Change activation/add to a keras layer form for the ResNet50, MobilenetV2 default case.

This CL changes ResidualBlock and InvertedBottleneckBlock. PiperOrigin-RevId: 368383954

Change activation/add to a keras layer form for the ResNet50, MobilenetV2 default case.
This CL changes ResidualBlock and InvertedBottleneckBlock. PiperOrigin-RevId: 368383954
76476cd9 · Jaehong Kim · A. Unique TensorFlower · bf2d1354 · 76476cd9 · 76476cd9
Commit 76476cd9 authored Apr 14, 2021 by Jaehong Kim Committed by A. Unique TensorFlower Apr 14, 2021
4 changed files
--- a/official/modeling/tf_utils.py
+++ b/official/modeling/tf_utils.py
@@ -82,20 +82,36 @@ def is_special_none_tensor(tensor):
  return tensor.shape.ndims == 0 and tensor.dtype == tf.int32
-def get_activation(identifier):
+def get_activation(identifier, use_keras_layer=False):
  """Maps a identifier to a Python function, e.g., "relu" => `tf.nn.relu`.
  It checks string first and if it is one of customized activation not in TF,
  the corresponding activation will be returned.
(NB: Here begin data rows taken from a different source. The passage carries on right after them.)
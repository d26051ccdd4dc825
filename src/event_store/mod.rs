//! Event Store Module - producer side of the relay
//!
//! - `EventLog`: in-memory append-only log tagged with an epoch
//! - `PollService`: cursor-based page reads and event creation
//!
//! # Architecture
//!
//! ```text
//! Write Path:
//! ┌──────────────┐    ┌──────────────┐
//! │ POST         │───►│ append()     │───► (event, index)
//! │ /v1/events   │    │ index = len  │
//! └──────────────┘    └──────────────┘
//!
//! Read Path:
//! ┌──────────────┐    ┌──────────────────┐
//! │ GET poll     │───►│ query(after, n)  │───► {events, nextCursor,
//! │ ?after&limit │    │ + len + epoch    │      epoch, hasMore}
//! └──────────────┘    └──────────────────┘
//! ```

mod log;
mod poll;

pub use log::EventLog;
pub use poll::{normalize_limit, PollService, DEFAULT_POLL_LIMIT, MAX_POLL_LIMIT};
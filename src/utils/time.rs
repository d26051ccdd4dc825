//! Time and timestamp utilities

use chrono::{DateTime, Utc};

/// Current Unix timestamp in milliseconds
pub fn current_timestamp_millis() -> i64 {
    Utc::now().timestamp_millis()
}

/// Milliseconds between `created` and `now`, floored at zero
///
/// Producer and consumer clocks can disagree; an event stamped in the
/// future counts as zero lag.
pub fn lag_millis(created: DateTime<Utc>, now: DateTime<Utc>) -> u64 {
    (now - created).num_milliseconds().max(0) as u64
}

#[cfg(test)]
mod tests {
    use super::*;
    use chrono::Duration;

    #[test]
    fn test_lag_millis() {
        let now = Utc::now();
        assert_eq!(lag_millis(now - Duration::milliseconds(1500), now), 1500);
        assert_eq!(lag_millis(now, now), 0);
    }

    #[test]
    fn test_lag_millis_clock_skew_is_zero() {
        let now = Utc::now();
        assert_eq!(lag_millis(now + Duration::seconds(3), now), 0);
    }
}
//! Reconciliation Integration Tests
//!
//! Drives a real `PollService` and `Poller` together through:
//! - Incremental catch-up across several cycles
//! - Producer restarts (epoch change) and full replay
//! - Consumer restarts resuming from the cursor file

use std::sync::Arc;

use parking_lot::Mutex;
use tempfile::TempDir;

use queue_event_relay::consumer::{
    CursorState, CursorStore, CycleOutcome, EventSource, LocalEventSource, Poller,
};
use queue_event_relay::event_store::{EventLog, PollService};
use queue_event_relay::types::{Event, EventType, PollResult};
use queue_event_relay::RelayResult;

/// In-process producer that can be "restarted" with a new log
#[derive(Clone)]
struct RestartableProducer {
    current: Arc<Mutex<PollService>>,
}

impl RestartableProducer {
    fn new(epoch: &str) -> Self {
        let service = PollService::with_log(Arc::new(EventLog::with_epoch(epoch)));
        Self {
            current: Arc::new(Mutex::new(service)),
        }
    }

    fn service(&self) -> PollService {
        self.current.lock().clone()
    }

    fn restart(&self, epoch: &str) -> PollService {
        let fresh = PollService::with_log(Arc::new(EventLog::with_epoch(epoch)));
        *self.current.lock() = fresh.clone();
        fresh
    }
}

impl EventSource for RestartableProducer {
    async fn poll(&self, after_index: i64, limit: usize) -> RelayResult<PollResult> {
        let service = self.service();
        Ok(service.poll(after_index, limit))
    }
}

fn emit(service: &PollService, event_type: EventType, queue: &str, n: usize) {
    for _ in 0..n {
        service.create_event(Event::new(event_type, queue));
    }
}

#[tokio::test]
async fn test_incremental_catch_up() {
    let dir = TempDir::new().unwrap();
    let producer = PollService::new();
    let poller = Poller::new(
        LocalEventSource::new(producer.clone()),
        CursorStore::new(dir.path().join("cursor.txt")),
        100,
    );

    assert_eq!(poller.poll_once().await.unwrap(), CycleOutcome::Idle);

    emit(&producer, EventType::Enqueued, "support", 3);
    assert_eq!(
        poller.poll_once().await.unwrap(),
        CycleOutcome::Applied { events: 3, cursor: 2 }
    );

    emit(&producer, EventType::Dequeued, "support", 2);
    emit(&producer, EventType::Enqueued, "billing", 1);
    assert_eq!(
        poller.poll_once().await.unwrap(),
        CycleOutcome::Applied { events: 3, cursor: 5 }
    );

    let snapshot = poller.snapshot();
    assert_eq!(snapshot.aggregate.queue_count("support"), 1);
    assert_eq!(snapshot.aggregate.queue_count("billing"), 1);
    assert_eq!(snapshot.aggregate.total_consumed, 6);
    assert_eq!(snapshot.cursor.epoch.as_deref(), Some(producer.epoch()));
}

#[tokio::test]
async fn test_small_batches_page_through_backlog() {
    let dir = TempDir::new().unwrap();
    let producer = PollService::new();
    emit(&producer, EventType::Enqueued, "q", 7);

    let poller = Poller::new(
        LocalEventSource::new(producer.clone()),
        CursorStore::new(dir.path().join("cursor.txt")),
        3,
    );

    let mut cycles = 0;
    while let CycleOutcome::Applied { .. } = poller.poll_once().await.unwrap() {
        cycles += 1;
    }

    assert_eq!(cycles, 3);
    assert_eq!(poller.queue_count("q"), 7);
    assert_eq!(poller.cursor().last_index, 6);
}

#[tokio::test]
async fn test_producer_restart_triggers_full_replay() {
    let dir = TempDir::new().unwrap();
    let producer = RestartableProducer::new("E1");
    emit(&producer.service(), EventType::Enqueued, "queue-1", 5);

    let poller = Poller::new(
        producer.clone(),
        CursorStore::new(dir.path().join("cursor.txt")),
        100,
    );
    poller.poll_once().await.unwrap();
    assert_eq!(poller.cursor(), CursorState::new(4, Some("E1".to_string())));

    // Restart with a smaller log under a new epoch
    let restarted = producer.restart("E2");
    emit(&restarted, EventType::Enqueued, "queue-1", 1);
    emit(&restarted, EventType::Dequeued, "queue-1", 1);

    let outcome = poller.poll_once().await.unwrap();
    assert!(matches!(outcome, CycleOutcome::EpochReset { ref current, .. } if current == "E2"));
    let reset = poller.snapshot();
    assert_eq!(reset.cursor, CursorState::new(-1, Some("E2".to_string())));
    assert_eq!(reset.aggregate.total_consumed, 0);
    assert!(reset.aggregate.per_queue_count.is_empty());

    poller.poll_once().await.unwrap();
    let replayed = poller.snapshot();
    assert_eq!(replayed.cursor, CursorState::new(1, Some("E2".to_string())));
    assert_eq!(replayed.aggregate.total_consumed, 2);
    assert_eq!(replayed.aggregate.queue_count("queue-1"), 0);
}

#[tokio::test]
async fn test_consumer_restart_resumes_from_cursor_file() {
    let dir = TempDir::new().unwrap();
    let cursor_path = dir.path().join("data").join("consumer-cursor.txt");
    let producer = PollService::new();
    emit(&producer, EventType::Enqueued, "q", 4);

    {
        let poller = Poller::new(
            LocalEventSource::new(producer.clone()),
            CursorStore::new(&cursor_path),
            100,
        );
        poller.poll_once().await.unwrap();
    }

    emit(&producer, EventType::Dequeued, "q", 1);

    // Aggregates are in-memory only; the new process starts counting afresh
    let poller = Poller::new(
        LocalEventSource::new(producer.clone()),
        CursorStore::new(&cursor_path),
        100,
    );
    assert_eq!(poller.cursor().last_index, 3);

    assert_eq!(
        poller.poll_once().await.unwrap(),
        CycleOutcome::Applied { events: 1, cursor: 4 }
    );
    assert_eq!(poller.queue_count("q"), -1);
}

#[tokio::test]
async fn test_legacy_cursor_file_adopts_first_epoch() {
    let dir = TempDir::new().unwrap();
    let cursor_path = dir.path().join("cursor.txt");
    std::fs::write(&cursor_path, "1\n").unwrap();

    let producer = PollService::new();
    emit(&producer, EventType::Enqueued, "q", 3);

    let poller = Poller::new(
        LocalEventSource::new(producer.clone()),
        CursorStore::new(&cursor_path),
        100,
    );
    poller.poll_once().await.unwrap();

    assert_eq!(poller.queue_count("q"), 1);
    assert_eq!(
        CursorStore::new(&cursor_path).load(),
        CursorState::new(2, Some(producer.epoch().to_string()))
    );
}
impl<H: Host> Viewport<H> {
    /// Wraps `host` with a camera sized from `config`.
    ///
    /// With culling on, children the host already has are indexed and their
    /// visibility set against the initial frustum.
    pub fn new(host: H, config: ViewportConfig) -> Result<Self, H::Error> {
        let mut viewport = Self {
            host,
            camera: Camera::new(config.width, config.height),
            config,
            index: Index::new(),
            entries: HashMap::new(),
            visible: HashSet::new(),
            synced_revision: None,
        };
        viewport.push_clip();
        if config.culling {
            viewport.index_children()?;
        }
        Ok(viewport)
    }

    // --- accessors ---

    /// The camera.
    pub fn camera(&self) -> &Camera {
        &self.camera
    }

    /// The camera, for input and animation code.
    pub fn camera_mut(&mut self) -> &mut Camera {
        &mut self.camera
    }

    /// The host container.
    pub fn host(&self) -> &H {
        &self.host
    }

    /// The host container.
    ///
    /// Child-list changes made here bypass the index; use the viewport's own
    /// mutation methods for those.
    pub fn host_mut(&mut self) -> &mut H {
        &mut self.host
    }

    /// Unwraps the host.
    pub fn into_host(self) -> H {
        self.host
    }

    /// Current options.
    pub fn config(&self) -> &ViewportConfig {
        &self.config
    }

    /// Objects shown by culling. Empty while culling is off.
    pub fn visible_objects(&self) -> impl Iterator<Item = H::Object> + '_ {
        self.visible.iter().copied()
    }

    /// The indexed bound of `obj`, if it has one.
    pub fn culling_bound(&self, obj: H::Object) -> Option<Rect> {
        let key = self.entries.get(&obj)?;
        let (aabb, _) = self.index.get(*key)?;
        Some(Rect::new(aabb.min_x, aabb.min_y, aabb.max_x, aabb.max_y))
    }

    /// Number of indexed objects.
    pub fn indexed_len(&self) -> usize {
        self.entries.len()
    }

    /// Indexed objects whose bound intersects `rect` (edges included).
    pub fn query(&self, rect: Rect) -> impl Iterator<Item = H::Object> + '_ {
        self.index.query_rect(rect_to_aabb(rect.abs())).map(|(_, obj)| obj)
    }

    // --- child mutation ---

    /// Appends `obj` to the content.
    ///
    /// An object that is already a child is moved to the end and its entry
    /// replaced; the index never holds two entries for one object.
    pub fn add_child(&mut self, obj: H::Object) -> Result<(), H::Error> {
        if !self.config.culling {
            return Ok(self.host.add(obj)?);
        }
        let bounds = self.host.content_bounds(obj)?;
        self.host.add(obj)?;
        self.put(obj, bounds);
        Ok(())
    }

    /// Inserts `obj` into the content at `index`.
    pub fn add_child_at(&mut self, obj: H::Object, index: usize) -> Result<(), H::Error> {
        if !self.config.culling {
            return Ok(self.host.add_at(obj, index)?);
        }
        let bounds = self.host.content_bounds(obj)?;
        self.host.add_at(obj, index)?;
        self.put(obj, bounds);
        Ok(())
    }

    /// Removes `obj` from the content and drops its entry.
    ///
    /// The object is left visible. Removing an object that is not a child is
    /// a no-op, so teardown may run in any order.
    pub fn remove_child(&mut self, obj: H::Object) -> Result<(), H::Error> {
        if self.host.index_of(obj).is_err() {
            self.forget(obj);
            trace!(?obj, "not a child, nothing to remove");
            return Ok(());
        }
        self.host.remove(obj)?;
        self.forget(obj);
        Ok(())
    }

    /// Removes and returns the child at `index`.
    pub fn remove_child_at(&mut self, index: usize) -> Result<H::Object, H::Error> {
        let obj = self.host.remove_at(index)?;
        self.forget(obj);
        Ok(obj)
    }

    /// Removes and returns the children in `range`.
    pub fn remove_children(&mut self, range: Range<usize>) -> Result<Vec<H::Object>, H::Error> {
        let removed = self.host.remove_range(range)?;
        for &obj in &removed {
            self.forget(obj);
        }
        Ok(removed)
    }

    /// Recomputes the bound of an indexed child after its geometry changed.
    ///
    /// Returns `false` without touching the host when `obj` has no entry
    /// (culling off, or not a child). Visibility is updated against the
    /// current frustum. When the host can no longer measure `obj` (it was
    /// destroyed behind the viewport's back), the entry is dropped and the
    /// host's error returned.
    pub fn update_culling_bound(&mut self, obj: H::Object) -> Result<bool, H::Error> {
        let Some(&key) = self.entries.get(&obj) else {
            return Ok(false);
        };
        let bounds = match self.host.content_bounds(obj) {
            Ok(bounds) => bounds,
            Err(err) => {
                self.entries.remove(&obj);
                self.index.remove(key);
                self.visible.remove(&obj);
                warn!(?obj, %err, "bounds unavailable, entry dropped");
                return Err(err.into());
            }
        };
        self.put(obj, bounds);
        Ok(true)
    }

    // --- reordering, no index side effects ---

    /// Swaps two children.
    pub fn swap_children(&mut self, a: H::Object, b: H::Object) -> Result<(), H::Error> {
        Ok(self.host.swap(a, b)?)
    }

    /// Position of `obj` among the children.
    pub fn child_index(&self, obj: H::Object) -> Result<usize, H::Error> {
        Ok(self.host.index_of(obj)?)
    }

    /// Moves `obj` to `index` among the children.
    pub fn set_child_index(&mut self, obj: H::Object, index: usize) -> Result<(), H::Error> {
        Ok(self.host.set_index(obj, index)?)
    }

    /// The child at `index`.
    pub fn child_at(&self, index: usize) -> Result<H::Object, H::Error> {
        Ok(self.host.child_at(index)?)
    }

    /// The children in draw order.
    pub fn children(&self) -> &[H::Object] {
        self.host.children()
    }

    // --- camera ---

    /// Re-anchors the camera pivot at `anchor`, or at the frustum center.
    ///
    /// Call once before a run of scale changes that should zoom about a fixed
    /// point. Fails with [`CameraError::DegenerateScale`](vantage_camera::CameraError::DegenerateScale)
    /// and leaves the camera untouched when a scale component is zero.
    pub fn set_origin(&mut self, anchor: Option<Point>) -> Result<(), H::Error> {
        let anchor = anchor.unwrap_or_else(|| self.camera.frustum_center());
        if let Err(err) = self.camera.set_origin(anchor) {
            warn!(x = anchor.x, y = anchor.y, %err, "origin not moved");
            return Err(ViewportError::Camera(err));
        }
        debug!(x = anchor.x, y = anchor.y, "camera origin re-anchored");
        Ok(())
    }

    /// Changes the logical viewport size and the host's clip with it.
    pub fn resize(&mut self, width: f64, height: f64) {
        self.config.width = width;
        self.config.height = height;
        self.camera.resize(width, height);
        self.push_clip();
    }

    /// Switches culling on or off.
    ///
    /// Turning it on indexes every current child and culls right away.
    /// Turning it off drops the index and shows everything it had hidden.
    pub fn set_culling(&mut self, culling: bool) -> Result<(), H::Error> {
        if culling == self.config.culling {
            return Ok(());
        }
        if culling {
            if let Err(err) = self.index_children() {
                self.clear_index();
                return Err(err);
            }
        } else {
            self.clear_index();
        }
        self.config.culling = culling;
        debug!(culling, indexed = self.entries.len(), "culling toggled");
        Ok(())
    }

    /// Selects how culling passes update visibility.
    pub fn set_strategy(&mut self, strategy: RefreshStrategy) {
        self.config.strategy = strategy;
    }

    // --- per frame ---

    /// Per-frame hook, called before paint.
    ///
    /// Pushes the camera's view transform to the host whenever the camera
    /// changed. With culling on and the frustum-changed flag raised, clears
    /// the flag and runs a culling pass. Returns whether a pass ran.
    pub fn refresh(&mut self) -> bool {
        self.sync_content_transform();
        if !self.config.culling || !self.camera.take_frustum_changed() {
            return false;
        }
        self.cull();
        true
    }

    // --- internals ---

    fn sync_content_transform(&mut self) {
        let revision = self.camera.revision();
        if self.synced_revision == Some(revision) {
            return;
        }
        self.synced_revision = Some(revision);
        match self.camera.world_to_view() {
            Ok(transform) => self.host.set_content_transform(transform),
            Err(err) => warn!(%err, "content transform not updated"),
        }
    }

    fn push_clip(&mut self) {
        let clip = Rect::new(0.0, 0.0, self.config.width, self.config.height).abs();
        self.host.set_clip(clip);
    }

    /// Runs one culling pass. Returns how many indexed objects it left
    /// hidden and how many visibility writes it made.
    fn cull(&mut self) -> (usize, usize) {
        let frustum = self.camera.frustum().rect();
        let hits: HashSet<H::Object> = self
            .index
            .query_rect(rect_to_aabb(frustum))
            .map(|(_, obj)| obj)
            .collect();
        let writes = match self.config.strategy {
            RefreshStrategy::Reset => {
                for &obj in self.entries.keys() {
                    self.host.set_visible(obj, false);
                }
                for &obj in &hits {
                    self.host.set_visible(obj, true);
                }
                self.entries.len() + hits.len()
            }
            RefreshStrategy::Diff => {
                let mut writes = 0_usize;
                for &obj in self.visible.difference(&hits) {
                    self.host.set_visible(obj, false);
                    writes += 1;
                }
                for &obj in hits.difference(&self.visible) {
                    self.host.set_visible(obj, true);
                    writes += 1;
                }
                writes
            }
        };
        let hidden = self.entries.len().saturating_sub(hits.len());
        trace!(
            ?frustum,
            strategy = ?self.config.strategy,
            visible = hits.len(),
            hidden,
            writes,
            indexed = self.entries.len(),
            "culling pass"
        );
        self.visible = hits;
        (hidden, writes)
    }

    /// Inserts or replaces the entry for `obj` and sets its visibility.
    fn put(&mut self, obj: H::Object, bounds: Rect) {
        let aabb = rect_to_aabb(bounds);
        if let Some(&key) = self.entries.get(&obj) {
            self.index.update(key, aabb);
            debug!(?obj, ?bounds, "culling bound updated");
        } else {
            let key = self.index.insert(aabb, obj);
            self.entries.insert(obj, key);
            debug!(?obj, ?bounds, "object indexed");
        }
        let visible = aabb.intersects(&rect_to_aabb(self.camera.frustum().rect()));
        self.host.set_visible(obj, visible);
        if visible {
            self.visible.insert(obj);
        } else {
            self.visible.remove(&obj);
        }
    }

    fn forget(&mut self, obj: H::Object) {
        let Some(key) = self.entries.remove(&obj) else {
            return;
        };
        self.index.remove(key);
        if !self.visible.remove(&obj) {
            self.host.set_visible(obj, true);
        }
        debug!(?obj, "object unindexed");
    }

    fn index_children(&mut self) -> Result<(), H::Error> {
        let children = self.host.children().to_vec();
        for obj in children {
            let bounds = self.host.content_bounds(obj)?;
            self.put(obj, bounds);
        }
        Ok(())
    }

    fn clear_index(&mut self) {
        for (obj, _) in self.entries.drain() {
            if !self.visible.contains(&obj) {
                self.host.set_visible(obj, true);
            }
        }
        self.visible.clear();
        self.index.clear();
    }
}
For non-customized activation
  names and callable identifiers, always fallback to tf.keras.activations.get.
+  Prefers using keras layers when use_keras_layer=True. Now it only supports
+  'relu', 'linear', 'identity', 'swish'.
  Args:
    identifier: String name of the activation function or callable.
+    use_keras_layer: If True, use keras layer if identifier is allow-listed.
  Returns:
-    A Python function corresponding to the activation function.
+    A Python function corresponding to the activation function or a keras
+    activation layer when use_keras_layer=True.
  """
  if isinstance(identifier, six.string_types):
+    identifier = str(identifier).lower()
+    if use_keras_layer:
+      keras_layer_allowlist = {
+          "relu": "relu",
+          "linear": "linear",
+          "identity": "linear",
+          "swish": "swish",
+          "relu6": tf.nn.relu6,
+      }
+      if identifier in keras_layer_allowlist:
+        return tf.keras.layers.Activation(keras_layer_allowlist[identifier])
    name_to_fn = {
        "gelu": activations.gelu,
        "simple_swish": activations.simple_swish,
@@ -104,7 +120,6 @@ def get_activation(identifier):
        "hard_sigmoid": activations.hard_sigmoid,
        "identity": activations.identity,
    }
-    identifier = str(identifier).lower()
    if identifier in name_to_fn:
      return tf.keras.activations.get(name_to_fn[identifier])
  return tf.keras.activations.get(identifier)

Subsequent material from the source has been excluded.